══ Task data ══

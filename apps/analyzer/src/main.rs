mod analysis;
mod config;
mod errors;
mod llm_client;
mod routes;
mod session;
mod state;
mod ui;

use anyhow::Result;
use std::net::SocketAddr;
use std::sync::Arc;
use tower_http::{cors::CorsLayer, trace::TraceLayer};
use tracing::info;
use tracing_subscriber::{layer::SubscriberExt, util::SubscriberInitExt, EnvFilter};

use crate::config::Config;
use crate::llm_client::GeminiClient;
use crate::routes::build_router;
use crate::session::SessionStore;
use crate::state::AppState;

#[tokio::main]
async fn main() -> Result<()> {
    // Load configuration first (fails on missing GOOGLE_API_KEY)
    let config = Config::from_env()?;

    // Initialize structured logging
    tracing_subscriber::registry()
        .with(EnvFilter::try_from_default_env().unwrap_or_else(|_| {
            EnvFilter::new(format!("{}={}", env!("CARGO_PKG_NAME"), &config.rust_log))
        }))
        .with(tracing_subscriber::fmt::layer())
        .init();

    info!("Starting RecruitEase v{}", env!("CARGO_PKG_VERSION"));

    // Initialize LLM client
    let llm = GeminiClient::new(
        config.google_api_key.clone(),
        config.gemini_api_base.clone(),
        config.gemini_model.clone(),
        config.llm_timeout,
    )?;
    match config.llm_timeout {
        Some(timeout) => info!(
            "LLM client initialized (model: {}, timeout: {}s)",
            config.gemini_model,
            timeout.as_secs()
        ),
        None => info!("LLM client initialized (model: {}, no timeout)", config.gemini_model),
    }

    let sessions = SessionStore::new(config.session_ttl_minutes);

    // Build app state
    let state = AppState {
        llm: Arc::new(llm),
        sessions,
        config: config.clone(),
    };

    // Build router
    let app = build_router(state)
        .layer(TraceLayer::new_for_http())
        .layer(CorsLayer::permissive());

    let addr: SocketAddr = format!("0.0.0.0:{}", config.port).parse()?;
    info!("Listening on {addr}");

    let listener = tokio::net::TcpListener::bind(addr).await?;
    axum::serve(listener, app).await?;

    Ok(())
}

═══

[What to produce]
Lines from the top of the entries above to the line that contains "use crate::session::SessionStore;" should be set down exactly, please, with both ends kept and nothing added.

[Task response]
filename apps/analyzer/src/main.rs
mod analysis;
mod config;
mod errors;
mod llm_client;
mod routes;
mod session;
mod state;
mod ui;

use anyhow::Result;
use std::net::SocketAddr;
use std::sync::Arc;
use tower_http::{cors::CorsLayer, trace::TraceLayer};
use tracing::info;
use tracing_subscriber::{layer::SubscriberExt, util::SubscriberInitExt, EnvFilter};

use crate::config::Config;
use crate::llm_client::GeminiClient;
use crate::routes::build_router;
use crate::session::SessionStore;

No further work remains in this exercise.